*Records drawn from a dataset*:

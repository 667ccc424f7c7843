//! Application layer - domain services and the integrity rules they share.
//!
//! Services take raw command/query structs from the transport, run them
//! through the validators and the [`IntegrityChecker`], and delegate
//! persistence to the storage ports.

mod error;
mod integrity;
pub mod services;

use std::sync::Arc;

pub use error::ServiceError;
pub use integrity::IntegrityChecker;
pub use services::{
    AccountService, CreateAccountCommand, CreateExpenseCategoryCommand, CreateExpenseCommand,
    CreateExpenseSubCategoryCommand, CreatePersonCommand, ExpenseCategoryService, ExpenseService,
    ExpenseSubCategoryService, ListAccountsQuery, ListExpenseCategoriesQuery,
    ListExpenseSubCategoriesQuery, ListExpensesQuery, ListPersonsQuery, PersonService,
    UpdateAccountCommand, UpdateExpenseCategoryCommand, UpdateExpenseCommand,
    UpdateExpenseSubCategoryCommand, UpdatePersonCommand,
};

use crate::domain::foundation::DeletePolicy;
use crate::ports::Repositories;

/// Every service, wired against one set of repositories.
#[derive(Clone)]
pub struct Services {
    pub persons: Arc<PersonService>,
    pub accounts: Arc<AccountService>,
    pub categories: Arc<ExpenseCategoryService>,
    pub subcategories: Arc<ExpenseSubCategoryService>,
    pub expenses: Arc<ExpenseService>,
}

impl Services {
    pub fn new(repos: &Repositories, delete_policy: DeletePolicy) -> Self {
        let integrity = Arc::new(IntegrityChecker::new(repos.clone(), delete_policy));

        Self {
            persons: Arc::new(PersonService::new(repos.persons.clone(), integrity.clone())),
            accounts: Arc::new(AccountService::new(repos.accounts.clone(), integrity.clone())),
            categories: Arc::new(ExpenseCategoryService::new(
                repos.categories.clone(),
                integrity.clone(),
            )),
            subcategories: Arc::new(ExpenseSubCategoryService::new(
                repos.subcategories.clone(),
                integrity.clone(),
            )),
            expenses: Arc::new(ExpenseService::new(repos.expenses.clone(), integrity)),
        }
    }
}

*Task item*:
Go over the records above and tally each line that includes "AccountService". Give the total by itself.

*Response*:
3